It Is Looking A Lot Like Christmas...

Today is Christmas, so Merry Christmas everyone. And if you don't celebrate Christmas, happy whatever-your-heart-desires. It's a day for joy, family, and personal reflection. It also means there's only one more week to go before we say goodbye to 2005.

It's time for me to post my New Year's resolutions. In the last two years, almost every one of my resolutions came to fruitation. So, in many ways, I have to say that 2004 and 2005 have been great years for me. In 2004, I found a publisher. And in 2005, the book went through the publishing process and I finally got to hold the book (galleys and ARCs) in my oily, sweaty hands. It's a personal triumph, even though there were times when I told myself, "Is that it? All that hard work comes down to this little book that costs a few bucks to make and buy, then toss into the recycle bin?"

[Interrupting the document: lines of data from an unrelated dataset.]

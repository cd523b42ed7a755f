use crate::world::AgentId;

/// Fire-and-forget report from the reactive loop to the task state machine.
#[derive(Debug, Clone, Copy, PartialEq, Eq)]
pub enum Notification {
    /// The mining target is being broken, credit progress to the current task.
    MiningProgress,
    /// A raycast towards the mining target hit something else.
    LineOfSightFailure,
    /// Mining timed out, the current log should be replaced.
    ForceNewTarget,
}

/// A notification addressed to one agent.
#[derive(Debug, Clone, Copy, PartialEq, Eq)]
pub struct AgentEvent {
    pub agent: AgentId,
    pub notification: Notification,
}

impl AgentEvent {
    pub fn new(agent: AgentId, notification: Notification) -> Self {
        Self {
            agent,
            notification,
        }
    }
}
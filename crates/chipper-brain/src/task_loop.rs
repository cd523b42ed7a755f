use crate::channel::NotificationReceiver;
use crate::machine::Surroundings;
use crate::registry::BrainRegistry;
use chipper_core::clock::Clock;
use chipper_core::{AgentId, AgentSnapshot, Rotation, WorldQuery};
use log::{debug, trace};
use std::sync::Arc;

/// The authoritative loop: applies queued notifications, then ticks every
/// active agent once.
#[derive(Debug)]
pub struct TaskLoop {
    registry: BrainRegistry,
    receiver: NotificationReceiver,
    clock: Arc<dyn Clock>,
    ticks: u64,
}

impl TaskLoop {
    /// Creates a new task loop.
    ///
    /// # Arguments
    ///
    /// * `registry` - Shared with the [`crate::BrainChannel`] the reactive loop holds.
    /// * `receiver` - Receiving end of the same channel's notification queue.
    /// * `clock` - Time source for every window the brains measure.
    ///
    /// # Returns
    ///
    /// The new [`TaskLoop`].
    pub fn new(
        registry: BrainRegistry,
        receiver: NotificationReceiver,
        clock: Arc<dyn Clock>,
    ) -> Self {
        Self {
            registry,
            receiver,
            clock,
            ticks: 0,
        }
    }

    pub fn registry(&self) -> &BrainRegistry {
        &self.registry
    }

    /// Number of completed ticks.
    pub fn ticks(&self) -> u64 {
        self.ticks
    }

    /// Runs one authoritative tick.
    ///
    /// Notifications for agents without a body in `bodies`, or for agents that
    /// were stopped since they were queued, are dropped.
    ///
    /// # Returns
    ///
    /// The view rotation each agent should apply this tick.
    pub fn tick(
        &mut self,
        world: &dyn WorldQuery,
        bodies: &[AgentSnapshot],
    ) -> Vec<(AgentId, Rotation)> {
        let now = self.clock.now();
        let config = Arc::clone(self.registry.config());

        for event in self.receiver.try_recv_all() {
            let Some(body) = bodies.iter().find(|body| body.id == event.agent) else {
                debug!("No body for {}, dropping {:?}", event.agent, event.notification);
                continue;
            };
            let env = Surroundings {
                world,
                body,
                config: &config,
                now,
            };
            if self
                .registry
                .update(event.agent, |brain| brain.handle(event.notification, &env))
                .is_none()
            {
                trace!("{} stopped before {:?} was applied", event.agent, event.notification);
            }
        }

        let mut rotations = Vec::new();
        for body in bodies {
            let env = Surroundings {
                world,
                body,
                config: &config,
                now,
            };
            if let Some(Some(rotation)) = self.registry.update(body.id, |brain| brain.tick(&env)) {
                rotations.push((body.id, rotation));
            }
        }

        self.ticks += 1;
        rotations
    }
}
use crate::context::TickContext;
use crate::node::Status;
use chipper_core::geometry::wrap_degrees;
use chipper_core::{BlockPos, Rotation, WorldQuery};
use cgmath::InnerSpace;
use log::{debug, info};

/// Backs off and jumps for a fixed number of evaluations after getting stuck.
pub fn resolve_stuck(ctx: &mut TickContext) -> Status {
    ctx.local.current_state = "Attempting to get unstuck";
    if ctx.local.resolve_ticks == 0 {
        info!("{} is stuck, backing off", ctx.agent.id);
        ctx.local.path.clear();
        ctx.intents.release();
        ctx.intents.back = true;
        ctx.intents.jump = true;
    }

    ctx.local.resolve_ticks += 1;
    if ctx.local.resolve_ticks > ctx.config.behavior.resolve_stuck_duration {
        ctx.release_all();
        ctx.local.ticks_stuck = 0;
        ctx.local.resolve_ticks = 0;
        ctx.local.last_position = ctx.agent.position;
        return Status::Success;
    }
    Status::Running
}

/// Adopts the authoritative target, or drops everything if there is none.
pub fn follow_server_intelligence(ctx: &mut TickContext) -> Status {
    let agent = ctx.agent.id;
    if !ctx.channel.is_active(agent) {
        ctx.local.current_state = "Server inactive, using local logic";
        return Status::Failure;
    }

    match ctx.channel.active_target(agent) {
        Some(target) => {
            ctx.local.tree_target = Some(BlockPos::containing(target));
            ctx.local.mining_target = None;
            ctx.local.path.clear();
            ctx.local.current_state = "Following server target";
        }
        None => {
            ctx.local.reset();
            ctx.local.current_state = "Server recommends idling";
        }
    }
    Status::Success
}

/// Breaks the mining target, giving up after the mining timeout.
pub fn mine_block(ctx: &mut TickContext) -> Status {
    let Some(target) = ctx.local.mining_target else {
        return Status::Failure;
    };
    ctx.local.current_state = "Mining block";
    ctx.intents.release();
    ctx.intents.look = Some(Rotation::looking_at(
        ctx.agent.eye_position(),
        target.center(),
    ));

    let started = match ctx.local.last_mine_time {
        Some(started) => started,
        None => {
            ctx.interaction.attack_block(target);
            ctx.local.last_mine_time = Some(ctx.now);
            ctx.now
        }
    };
    ctx.interaction.update_breaking_progress(target);

    let mining_for = ctx.now.saturating_duration_since(started);
    let agent = ctx.agent.id;
    if mining_for > ctx.config.behavior.progress_report_delay {
        ctx.channel.notify_mining_progress(agent);
    }

    if mining_for > ctx.config.behavior.mine_timeout {
        debug!("{} timed out mining {}", agent, target);
        ctx.local.current_state = "Mining timed out, requesting a new target";
        ctx.channel.force_new_target(agent);
        ctx.local.mining_target = None;
        ctx.local.last_mine_time = None;
        ctx.interaction.cancel_breaking();
        return Status::Failure;
    }

    if ctx.world.is_air(target) {
        ctx.local.current_state = "Block broken";
        ctx.local.mining_target = None;
        ctx.local.last_mine_time = None;
        return Status::Success;
    }
    Status::Running
}

/// Plans a path to a standable spot next to the tree.
///
/// A failed search degrades to a straight line, so this only fails without a target.
pub fn calculate_path(ctx: &mut TickContext) -> Status {
    let Some(tree) = ctx.local.tree_target else {
        return Status::Failure;
    };
    let start = ctx.agent.block_pos();
    let destination =
        find_standable_spot(ctx.world, tree, ctx.config.behavior.standable_search_radius)
            .unwrap_or(tree);

    let path = ctx.pathfinder.find_path_or_direct(
        ctx.world,
        start,
        destination,
        ctx.config.pathfinder.requested_budget,
        ctx.now,
    );
    ctx.local.path = path.into();
    ctx.local.current_state = "Path calculated, moving";
    Status::Success
}

/// Walks the path waypoint by waypoint.
pub fn follow_path(ctx: &mut TickContext) -> Status {
    let position = ctx.agent.position;
    let tolerance = ctx.config.behavior.waypoint_tolerance;
    if ctx
        .local
        .path
        .front()
        .is_some_and(|w| (w.center() - position).magnitude() < tolerance)
    {
        ctx.local.path.pop_front();
    }

    let Some(&waypoint) = ctx.local.path.front() else {
        ctx.local.current_state = "Path completed";
        ctx.release_all();
        return Status::Success;
    };
    ctx.local.current_state = "Following path";

    let direction = waypoint.center() - position;
    let target_yaw = direction.z.atan2(direction.x).to_degrees() as f32 - 90.0;
    let current = ctx.agent.rotation;
    let yaw_step = wrap_degrees(target_yaw - current.yaw) / ctx.config.behavior.turn_speed;
    ctx.intents.look = Some(Rotation::new(
        wrap_degrees(current.yaw + yaw_step),
        current.pitch,
    ));

    ctx.intents.forward = true;
    ctx.intents.sprint = ctx.local.tree_target.is_some_and(|tree| {
        (tree.center() - position).magnitude() > ctx.config.behavior.sprint_distance
    });
    ctx.intents.jump = waypoint.y > ctx.agent.block_pos().y && ctx.agent.on_ground;
    Status::Running
}

/// Drops the current target, rate limited so a flapping target is not dropped every evaluation.
pub fn invalidate_target(ctx: &mut TickContext) -> Status {
    if !ctx
        .local
        .cooldowns
        .invalidate
        .try_fire(ctx.now, ctx.config.behavior.invalidate_cooldown)
    {
        ctx.local.current_state = "Delaying target invalidation";
        return Status::Running;
    }
    debug!("{} invalidated its target", ctx.agent.id);
    ctx.local.current_state = "Target unreachable, finding a new one";
    ctx.local.reset();
    Status::Success
}

/// Acquires a tree: the authoritative target if it is a log, else the first
/// log found around the agent.
pub fn find_new_tree(ctx: &mut TickContext) -> Status {
    if !ctx
        .local
        .cooldowns
        .search
        .try_fire(ctx.now, ctx.config.behavior.search_cooldown)
    {
        ctx.local.current_state = "Waiting before the next tree search";
        return Status::Failure;
    }
    ctx.local.current_state = "Scanning for a tree";

    if let Some(target) = ctx.channel.active_target(ctx.agent.id) {
        let target = BlockPos::containing(target);
        if ctx.world.is_log(target) {
            ctx.local.tree_target = Some(target);
            ctx.local.current_state = "Using server target";
            return Status::Success;
        }
    }

    let radius = ctx.config.behavior.local_search_radius;
    let height = ctx.config.behavior.local_search_height;
    let origin = ctx.agent.block_pos();
    for x in -radius..=radius {
        for z in -radius..=radius {
            for y in -height..=height {
                let candidate = origin.offset(x, y, z);
                if ctx.world.is_log(candidate) {
                    ctx.local.tree_target = Some(candidate);
                    ctx.local.current_state = "Found local tree";
                    return Status::Success;
                }
            }
        }
    }

    ctx.local.current_state = "No trees in range";
    Status::Failure
}

/// Terminal fallback: stand still.
pub fn idle(ctx: &mut TickContext) -> Status {
    ctx.local.current_state = "Idle";
    ctx.release_all();
    Status::Running
}

/// First cell on growing square rings around `tree` where the agent could stand.
fn find_standable_spot(world: &dyn WorldQuery, tree: BlockPos, max_radius: i32) -> Option<BlockPos> {
    for r in 1..=max_radius {
        for dx in -r..=r {
            for dz in -r..=r {
                if dx.abs() != r && dz.abs() != r {
                    continue;
                }
                let candidate = tree.offset(dx, 0, dz);
                let found = [candidate, candidate.up(), candidate.down()]
                    .into_iter()
                    .find(|pos| is_standable(world, *pos));
                if found.is_some() {
                    return found;
                }
            }
        }
    }
    None
}

fn is_standable(world: &dyn WorldQuery, pos: BlockPos) -> bool {
    world.is_solid(pos.down()) && !world.is_solid(pos) && !world.is_solid(pos.up())
}
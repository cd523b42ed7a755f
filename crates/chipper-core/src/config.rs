//! Tunables of the agent.
//!
//! All values default to the behaviour the agent was tuned with. Loading
//! them from disk is the host's business.

use crate::Ticks;
use crate::errors::{CoreError, CoreResult};
use std::time::Duration;

#[derive(Debug, Clone, Default)]
pub struct Config {
    pub pathfinder: PathfinderConfig,
    pub behavior: BehaviorConfig,
    pub task: TaskConfig,
    pub intelligence: IntelligenceConfig,
}

impl Config {
    /// Checks that every value is usable.
    ///
    /// # Returns
    ///
    /// [`CoreError::InvalidConfig`] naming the first offending value.
    pub fn validate(&self) -> CoreResult<()> {
        fn ensure(ok: bool, what: &str) -> CoreResult<()> {
            if ok {
                Ok(())
            } else {
                Err(CoreError::InvalidConfig(what.to_string()))
            }
        }

        ensure(
            self.pathfinder.node_budget_ceiling > 0,
            "pathfinder.node_budget_ceiling must be positive",
        )?;
        ensure(
            self.pathfinder.cache_capacity > 0,
            "pathfinder.cache_capacity must be positive",
        )?;
        ensure(
            self.behavior.ai_interval > 0,
            "behavior.ai_interval must be positive",
        )?;
        ensure(
            self.behavior.hud_interval > 0,
            "behavior.hud_interval must be positive",
        )?;
        ensure(
            self.behavior.mining_range > 0.0,
            "behavior.mining_range must be positive",
        )?;
        ensure(
            self.behavior.turn_speed >= 1.0,
            "behavior.turn_speed must be at least 1",
        )?;
        ensure(
            self.task.search_radius > 0 && self.task.forced_exploration_radius > 0,
            "task search radii must be positive",
        )?;
        ensure(
            self.task.reach_distance > 0.0,
            "task.reach_distance must be positive",
        )?;
        ensure(
            self.task.leaf_probe_interval > 0,
            "task.leaf_probe_interval must be positive",
        )?;
        ensure(
            self.task.los_low_threshold < self.task.los_mid_threshold
                && self.task.los_mid_threshold < self.task.los_high_threshold,
            "line of sight thresholds must be strictly increasing",
        )?;
        ensure(
            self.intelligence.history_capacity >= self.intelligence.stuck_window,
            "intelligence.history_capacity must cover the stuck window",
        )?;
        ensure(
            self.intelligence.stuck_majority <= self.intelligence.stuck_window,
            "intelligence.stuck_majority cannot exceed the stuck window",
        )?;
        Ok(())
    }
}

/// Grid search and path cache settings.
#[derive(Debug, Clone)]
pub struct PathfinderConfig {
    /// Hard ceiling on visited nodes, whatever a caller requests.
    pub node_budget_ceiling: usize,
    /// Budget requested by the reactive loop.
    pub requested_budget: usize,
    pub straight_cost: f64,
    /// Cost of a step that also changes level.
    pub diagonal_cost: f64,
    pub cache_ttl: Duration,
    /// Expired entries are purged once the cache grows past this size.
    pub cache_capacity: usize,
}

impl Default for PathfinderConfig {
    fn default() -> Self {
        Self {
            node_budget_ceiling: 300,
            requested_budget: 1000,
            straight_cost: 1.0,
            diagonal_cost: 1.4,
            cache_ttl: Duration::from_secs(10),
            cache_capacity: 20,
        }
    }
}

/// Reactive loop settings.
#[derive(Debug, Clone)]
pub struct BehaviorConfig {
    /// The tree is evaluated once every this many ticks.
    pub ai_interval: Ticks,
    pub hud_interval: Ticks,
    /// Evaluations without movement before the agent counts as stuck.
    pub stuck_threshold: u32,
    /// Movement below this distance between evaluations counts as standing still.
    pub stuck_epsilon: f64,
    /// Evaluations spent backing off once stuck.
    pub resolve_stuck_duration: u32,
    pub mining_range: f64,
    pub mine_timeout: Duration,
    /// Mining progress is only reported after mining this long.
    pub progress_report_delay: Duration,
    pub waypoint_tolerance: f64,
    /// Divisor applied to the yaw error each evaluation.
    pub turn_speed: f32,
    pub sprint_distance: f64,
    /// Squared distance between the local and the authoritative target that forces a resync.
    pub target_divergence_sq: f64,
    pub emergency_cooldown: Duration,
    pub search_cooldown: Duration,
    pub invalidate_cooldown: Duration,
    pub local_search_radius: i32,
    pub local_search_height: i32,
    /// Outermost ring searched for a standable spot next to the tree.
    pub standable_search_radius: i32,
    /// How far above the tree base a fallback mining target may be.
    pub fallback_log_height: i32,
}

impl Default for BehaviorConfig {
    fn default() -> Self {
        Self {
            ai_interval: 4,
            hud_interval: 6,
            stuck_threshold: 60,
            stuck_epsilon: 0.05,
            resolve_stuck_duration: 20,
            mining_range: 6.0,
            mine_timeout: Duration::from_millis(4000),
            progress_report_delay: Duration::from_millis(500),
            waypoint_tolerance: 1.2,
            turn_speed: 8.0,
            sprint_distance: 10.0,
            target_divergence_sq: 100.0,
            emergency_cooldown: Duration::from_millis(2000),
            search_cooldown: Duration::from_millis(1000),
            invalidate_cooldown: Duration::from_millis(500),
            local_search_radius: 16,
            local_search_height: 5,
            standable_search_radius: 7,
            fallback_log_height: 10,
        }
    }
}

/// Authoritative task state machine settings.
#[derive(Debug, Clone)]
pub struct TaskConfig {
    pub search_radius: i32,
    pub forced_exploration_radius: i32,
    pub search_depth_below: i32,
    pub search_height_above: i32,
    pub collection_radius: f64,
    pub reach_distance: f64,
    /// Tree targets further than this are abandoned.
    pub abandon_distance: f64,
    pub quick_timeout: Ticks,
    pub aggressive_timeout: Ticks,
    /// Within this distance an overdue approach proceeds to chopping anyway.
    pub forced_chop_distance: f64,
    pub leaf_clear_timeout: Ticks,
    pub leaf_probe_interval: Ticks,
    pub chop_timeout: Ticks,
    /// Ticks to wait after switching to a new log before re-evaluating it.
    pub chop_cooldown: Ticks,
    pub reposition_timeout: Ticks,
    pub reposition_arrival: f64,
    pub collect_grace: Ticks,
    pub item_arrival: f64,
    /// Items further than this are assumed gone.
    pub item_lost_distance: f64,
    /// Idle ticks before falling back to a plain nearest-tree scan.
    pub idle_fallback_after: Ticks,
    pub collection_attempt_limit: u32,
    pub collection_reset_after: Ticks,
    pub los_low_threshold: u32,
    pub los_mid_threshold: u32,
    pub los_high_threshold: u32,
    /// Line of sight failures are logged every this many occurrences.
    pub los_log_every: u32,
    /// Ticks credited back to the task timeout on mining progress.
    pub progress_credit: Ticks,
    /// Degrees turned per tick towards the rotation target.
    pub rotation_speed: f32,
    /// Outermost ring searched around a broken log for the next one.
    pub next_log_radius: i32,
    pub alternative_log_radius: i32,
}

impl Default for TaskConfig {
    fn default() -> Self {
        Self {
            search_radius: 20,
            forced_exploration_radius: 30,
            search_depth_below: 3,
            search_height_above: 6,
            collection_radius: 10.0,
            reach_distance: 4.5,
            abandon_distance: 50.0,
            quick_timeout: 15,
            aggressive_timeout: 40,
            forced_chop_distance: 8.0,
            leaf_clear_timeout: 20,
            leaf_probe_interval: 3,
            chop_timeout: 30,
            chop_cooldown: 8,
            reposition_timeout: 200,
            reposition_arrival: 1.5,
            collect_grace: 60,
            item_arrival: 2.0,
            item_lost_distance: 20.0,
            idle_fallback_after: 100,
            collection_attempt_limit: 5,
            collection_reset_after: 200,
            los_low_threshold: 2,
            los_mid_threshold: 12,
            los_high_threshold: 40,
            los_log_every: 20,
            progress_credit: 10,
            rotation_speed: 2.5,
            next_log_radius: 4,
            alternative_log_radius: 3,
        }
    }
}

/// Failure memory, loop detection and scoring settings.
#[derive(Debug, Clone)]
pub struct IntelligenceConfig {
    pub history_capacity: usize,
    pub history_interval: Duration,
    /// Number of newest samples inspected by the emergency stuck check.
    pub stuck_window: usize,
    /// Samples of the window that must sit near the newest one.
    pub stuck_majority: usize,
    pub stuck_radius: f64,
    /// How many samples back the stagnation check compares against.
    pub stagnation_lookback: usize,
    pub minimum_progress: f64,
    pub pattern_threshold: usize,
    pub loop_window: Duration,
    pub history_retention: Duration,
    pub abandon_age: Duration,
    pub abandon_attempts: u32,
    /// Attempts after which a recorded failure blacklists the target.
    pub failure_blacklist_attempts: u32,
    pub leaf_failure_limit: u32,
    pub reposition_memory: Duration,
    pub alternatives_memory: Duration,
    /// Positions tried this often are skipped when picking the next log.
    pub retry_limit: u32,
    pub decision_history: usize,
    /// Failures after which an exhausted search switches to forced exploration.
    pub exploration_failure_threshold: u32,
    pub scoring: ScoringWeights,
}

impl Default for IntelligenceConfig {
    fn default() -> Self {
        Self {
            history_capacity: 10,
            history_interval: Duration::from_secs(1),
            stuck_window: 5,
            stuck_majority: 4,
            stuck_radius: 2.0,
            stagnation_lookback: 3,
            minimum_progress: 1.0,
            pattern_threshold: 3,
            loop_window: Duration::from_secs(30),
            history_retention: Duration::from_secs(60),
            abandon_age: Duration::from_secs(30),
            abandon_attempts: 5,
            failure_blacklist_attempts: 3,
            leaf_failure_limit: 2,
            reposition_memory: Duration::from_secs(10),
            alternatives_memory: Duration::from_secs(5),
            retry_limit: 2,
            decision_history: 10,
            exploration_failure_threshold: 3,
            scoring: ScoringWeights::default(),
        }
    }
}

/// Weights of the candidate target score. Higher scores win.
#[derive(Debug, Clone)]
pub struct ScoringWeights {
    pub base: f64,
    /// Multiplies the squared distance to the candidate.
    pub distance: f64,
    pub height_threshold: i32,
    pub height: f64,
    pub leaf: f64,
    pub line_of_sight: f64,
    pub navigation: f64,
    pub attempt: f64,
    /// Multiplies the distance when exploring away from an exhausted area.
    pub exploration: f64,
}

impl Default for ScoringWeights {
    fn default() -> Self {
        Self {
            base: 100.0,
            distance: 2.0,
            height_threshold: 3,
            height: 10.0,
            leaf: 15.0,
            line_of_sight: 30.0,
            navigation: 25.0,
            attempt: 40.0,
            exploration: 5.0,
        }
    }
}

Of course it's more than that. This whole blog (and its sister blog, Road to Publication) came to be for one reason -- my odyssey to becoming a published novelist. I need to remind myself, and give myself a pat on the back, for achieving that goal in less time than I allowed myself. I have to stop telling myself, "Yeah, yeah, but it's not Random House or St. Martin's." There are many roads to success. I do understand that because I'm with a small press, there will be a long road ahead, and I won't be able to just sit there and let things happen. I'll have to make things happen. In a way, it's very exciting. In another way, it's very nerve-racking.

I think there's always fear of failure. Then maybe there's also that fear of success, too.

Then again, there's fear itself.

This coming year, I'd like to pledge to myself to be rid of my own fears and self-doubts, to fully embrace my achievements and to fully charge ahead, to know that while I can't predict the future, I can certainly trust myself and do my best and let the experiences take me places. Maybe this book will succeed; maybe it won't. But damn it, I'm going to enjoy this experiece.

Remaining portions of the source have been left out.